These two organisms therefore use different mechanisms to extrude Ca2+ from the cell cytoplasm. These differences may be important since Ca2+ plays roles in development and antibiotic production in both organisms [72–75]. Sco also has two phosphate transporters of the Pit family although Mxa has only one. Both organisms have two or three members of the Na+:H+ Antiporter (NhaA) PS 341 Family.

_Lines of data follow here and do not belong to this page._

//! Configuration management for the application.
//!
//! This module handles loading, validating, and saving user preferences
//! in TOML format with platform-specific directory resolution.

use anyhow::{Context, Result};
use serde::{Deserialize, Serialize};
use std::fs;
use std::path::{Path, PathBuf};

use crate::branding::{APP_DATA_DIR, CONFIG_DIR_ENV};
use crate::models::Difficulty;

/// Default generative model.
pub const DEFAULT_MODEL: &str = "gemini-2.5-flash";

/// Default API base URL.
pub const DEFAULT_ENDPOINT: &str = "https://generativelanguage.googleapis.com/v1beta";

/// Default environment variable holding the API key.
pub const DEFAULT_API_KEY_ENV: &str = "API_KEY";

/// Config file name inside the config directory.
const CONFIG_FILE_NAME: &str = "config.toml";

/// Theme display mode preference.
#[derive(
    Debug, Clone, Copy, PartialEq, Eq, Serialize, Deserialize, Default, clap::ValueEnum,
)]
pub enum ThemeMode {
    /// Automatically detect OS theme (dark/light)
    #[default]
    Auto,
    /// Always use dark theme
    Dark,
    /// Always use light theme
    Light,
}

/// Game preferences.
#[derive(Debug, Clone, PartialEq, Eq, Serialize, Deserialize, Default)]
#[serde(default)]
pub struct GameConfig {
    /// Difficulty the first deck is dealt at
    pub default_difficulty: Difficulty,
}

/// Sound and speech preferences.
#[derive(Debug, Clone, PartialEq, Eq, Serialize, Deserialize)]
#[serde(default)]
pub struct AudioConfig {
    /// Announce matched colours and the win
    pub speech: bool,
    /// Buzz when a pair does not match
    pub failure_tone: bool,
    /// Chirp when a pair matches
    pub match_tone: bool,
}

impl Default for AudioConfig {
    fn default() -> Self {
        Self {
            speech: true,
            failure_tone: true,
            match_tone: false,
        }
    }
}

/// Palette generator settings.
///
/// The API key itself is never stored here, only the name of the
/// environment variable it is read from.
#[derive(Debug, Clone, PartialEq, Eq, Serialize, Deserialize)]
#[serde(default)]
pub struct PaletteConfig {
    /// Model id
    pub model: String,
    /// API base URL
    pub endpoint: String,
    /// Environment variable holding the API key
    pub api_key_env: String,
    /// Request timeout in seconds
    pub timeout_secs: u64,
}

impl Default for PaletteConfig {
    fn default() -> Self {
        Self {
            model: DEFAULT_MODEL.to_string(),
            endpoint: DEFAULT_ENDPOINT.to_string(),
            api_key_env: DEFAULT_API_KEY_ENV.to_string(),
            timeout_secs: 60,
        }
    }
}

/// UI preferences configuration.
#[derive(Debug, Clone, PartialEq, Eq, Serialize, Deserialize)]
#[serde(default)]
pub struct UiConfig {
    /// Theme mode preference (Auto, Dark, Light)
    pub theme_mode: ThemeMode,
    /// Display help on startup
    pub show_help_on_startup: bool,
}

impl Default for UiConfig {
    fn default() -> Self {
        Self {
            theme_mode: ThemeMode::default(),
            show_help_on_startup: false,
        }
    }
}

/// Application configuration.
///
/// # File Location
///
/// - Linux: `~/.config/ColorSpeak/config.toml`
/// - macOS: `~/Library/Application Support/ColorSpeak/config.toml`
/// - Windows: `%APPDATA%\ColorSpeak\config.toml`
///
/// `COLORSPEAK_CONFIG_DIR` replaces the directory on every platform.
///
/// # Validation
///
/// - palette `model` and `endpoint` must be non-empty
/// - `endpoint` must be an http(s) URL
/// - `timeout_secs` must be non-zero
#[derive(Debug, Clone, PartialEq, Eq, Serialize, Deserialize, Default)]
#[serde(default)]
pub struct Config {
    /// Game preferences
    pub game: GameConfig,
    /// Sound and speech
    pub audio: AudioConfig,
    /// Palette generator
    pub palette: PaletteConfig,
    /// UI preferences
    pub ui: UiConfig,
}

impl Config {
    /// Creates a new Config with default values.
    #[must_use]
    pub fn new() -> Self {
        Self::default()
    }

    /// Gets the config directory path.
    ///
    /// - `$COLORSPEAK_CONFIG_DIR` when set
    /// - Linux: `~/.config/ColorSpeak/`
    /// - macOS: `~/Library/Application Support/ColorSpeak/`
    /// - Windows: `%APPDATA%\ColorSpeak\`
    pub fn config_dir() -> Result<PathBuf> {
        if let Some(dir) = std::env::var_os(CONFIG_DIR_ENV).filter(|d| !d.is_empty()) {
            return Ok(PathBuf::from(dir));
        }

        let config_dir = dirs::config_dir()
            .context("Failed to determine config directory")?
            .join(APP_DATA_DIR);

        Ok(config_dir)
    }

    /// Gets the full path to the config file.
    pub fn config_file_path() -> Result<PathBuf> {
        Ok(Self::config_dir()?.join(CONFIG_FILE_NAME))
    }

    /// Loads configuration from the config file.
    ///
    /// If the file doesn't exist, returns default configuration.
    pub fn load() -> Result<Self> {
        Self::load_from(&Self::config_dir()?)
    }

    /// Loads configuration from `dir/config.toml`.
    pub fn load_from(dir: &Path) -> Result<Self> {
        let config_path = dir.join(CONFIG_FILE_NAME);

        if !config_path.exists() {
            return Ok(Self::new());
        }

        let content = fs::read_to_string(&config_path).context(format!(
            "Failed to read config file: {}",
            config_path.display()
        ))?;

        let config: Self = toml::from_str(&content).context(format!(
            "Failed to parse config file: {}",
            config_path.display()
        ))?;

        config.validate().context(format!(
            "Invalid configuration in {}",
            config_path.display()
        ))?;

        Ok(config)
    }

    /// Saves configuration to the config file using atomic write.
    pub fn save(&self) -> Result<()> {
        self.save_to(&Self::config_dir()?)
    }

    /// Saves configuration to `dir/config.toml`.
    ///
    /// Uses temp file + rename pattern for atomic writes.
    pub fn save_to(&self, dir: &Path) -> Result<()> {
        self.validate()?;

        fs::create_dir_all(dir).context(format!(
            "Failed to create config directory: {}",
            dir.display()
        ))?;

        let content = toml::to_string_pretty(self).context("Failed to serialize configuration")?;

        let config_path = dir.join(CONFIG_FILE_NAME);
        let temp_path = config_path.with_extension("toml.tmp");

        fs::write(&temp_path, content).context(format!(
            "Failed to write temp config file: {}",
            temp_path.display()
        ))?;

        fs::rename(&temp_path, &config_path).context(format!(
            "Failed to rename temp config file to: {}",
            config_path.display()
        ))?;

        Ok(())
    }

    /// Validates configuration values.
    pub fn validate(&self) -> Result<()> {
        let palette = &self.palette;

        if palette.model.trim().is_empty() {
            anyhow::bail!("palette.model must not be empty");
        }

        if palette.endpoint.trim().is_empty() {
            anyhow::bail!("palette.endpoint must not be empty");
        }

        if !palette.endpoint.starts_with("https://") && !palette.endpoint.starts_with("http://") {
            anyhow::bail!(
                "palette.endpoint must be an http(s) URL, got '{}'",
                palette.endpoint
            );
        }

        if palette.api_key_env.trim().is_empty() {
            anyhow::bail!("palette.api_key_env must not be empty");
        }

        if palette.timeout_secs == 0 {
            anyhow::bail!("palette.timeout_secs must be greater than zero");
        }

        Ok(())
    }
}

#[cfg(test)]
mod tests {
    use super::*;
    use tempfile::TempDir;

    #[test]
    fn test_config_new() {
        let config = Config::new();
        assert_eq!(config.game.default_difficulty, Difficulty::Easy);
        assert!(config.audio.speech);
        assert!(config.audio.failure_tone);
        assert!(!config.audio.match_tone);
        assert_eq!(config.palette.model, "gemini-2.5-flash");
        assert_eq!(config.palette.api_key_env, "API_KEY");
        assert_eq!(config.ui.theme_mode, ThemeMode::Auto);
        assert!(config.validate().is_ok());
    }

    #[test]
    fn test_config_validate() {
        let mut config = Config::new();
        config.palette.endpoint = "ftp://example.test".to_string();
        assert!(config.validate().is_err());

        let mut config = Config::new();
        config.palette.timeout_secs = 0;
        assert!(config.validate().is_err());

        let mut config = Config::new();
        config.palette.model = "  ".to_string();
        assert!(config.validate().is_err());
    }

    #[test]
    fn test_config_save_and_load() {
        let temp_dir = TempDir::new().unwrap();

        let mut config = Config::new();
        config.game.default_difficulty = Difficulty::Hard;
        config.audio.match_tone = true;
        config.ui.theme_mode = ThemeMode::Light;
        config.save_to(temp_dir.path()).unwrap();

        assert!(temp_dir.path().join("config.toml").exists());
        assert!(!temp_dir.path().join("config.toml.tmp").exists());

        let loaded = Config::load_from(temp_dir.path()).unwrap();
        assert_eq!(loaded, config);
    }

    #[test]
    fn test_missing_file_gives_defaults() {
        let temp_dir = TempDir::new().unwrap();
        assert_eq!(Config::load_from(temp_dir.path()).unwrap(), Config::new());
    }

    #[test]
    fn test_partial_file_fills_defaults() {
        let temp_dir = TempDir::new().unwrap();
        fs::write(
            temp_dir.path().join("config.toml"),
            "[game]\ndefault_difficulty = \"MEDIUM\"\n\n[audio]\nspeech = false\n",
        )
        .unwrap();

        let loaded = Config::load_from(temp_dir.path()).unwrap();
        assert_eq!(loaded.game.default_difficulty, Difficulty::Medium);
        assert!(!loaded.audio.speech);
        assert!(loaded.audio.failure_tone);
        assert_eq!(loaded.palette, PaletteConfig::default());
    }

    #[test]
    fn test_invalid_values_are_errors() {
        let temp_dir = TempDir::new().unwrap();
        let path = temp_dir.path().join("config.toml");

        fs::write(&path, "[game]\ndefault_difficulty = \"NIGHTMARE\"\n").unwrap();
        let err = Config::load_from(temp_dir.path()).unwrap_err();
        assert!(err.to_string().contains("Failed to parse config file"));

        fs::write(&path, "[palette]\ntimeout_secs = 0\n").unwrap();
        let err = Config::load_from(temp_dir.path()).unwrap_err();
        assert!(err.to_string().contains("Invalid configuration"));
    }
}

Both also have multiple members of the functionally related Cation:Proton Antiporter (CPA1 and CPA2) Families (6 and 9 for Mxa and Sco, respectively). Both bacteria have five members of the CPA2 Family, but they have one and four members of the CPA1 family, respectively. Although members of these two families are within the same superfamily, they are only distantly related. The general reactions catalyzed by members of these families are similar, but most CPA1 family members transport Na+ while many CPA2 family members transport K+ (see TCDB). They are involved in pH and inorganic cation homeostasis [76]. A single multicomponent cation:H+ antiporter of the CPA3 Family is present in both organisms. Both organisms have a single ArsB arsenite exporter, but only Sco has two arsenite exporters of the Arsenical Resistance-3 (ACR3) Family. Mxa and Sco have 3 and 1 members of the DASS Family, respectively. Members of this family
take up both inorganic and organic anions, depending on the system. Both organisms have three paralogues of the SulP Family, which exclusively transport inorganic anions such as sulfate and bicarbonate. They also have two or three Silmitasertib molecular weight members of the Dicarboxylate/Amino Acid:Cation (Na+ or H+) Symporter (DAACS) and Bile Acid:Na+ Symporter (BASS) families which exclusively transport organic anions including amino acids. The two nucleobase:cation symporter families, NCS1 and NCS2, are prevalent in Sco (8 members), but appear to be lacking in Mxa. Both Sco and Mxa have TatA and TatC homologues, the essential constituents of the Sec-independent twin arginine translocase protein secretion system Carnitine palmitoyltransferase II [77]. However, while Sco has a 3-component system with TatA, B and C, Mxa appears to have a 2-component
system with just one TatA/B homologue [78]. Many prokaryotes have either 2 or 3 component systems, but the advantages of the greater complexity of the 3-component systems are not well understood, although distinct but overlapping functions for the E. coli TatA and TatB paralogues are recognized [77, 78]. The MOP Superfamily of multidrug/oligosaccharidyl lipid/polysaccharide exporters [79] is present in both organisms with Mxa having 7 members and Sco having 3. In Sco, one is probably a multidrug resistance pump while the other two may catalyze export of lipid-peptidoglycan precursors to the periplasm for cell wall assembly, as suggested by Ruiz [80]. B. subtilis has four such homologues, one of which, SpoVB, is required for spore cortex polymerization [81].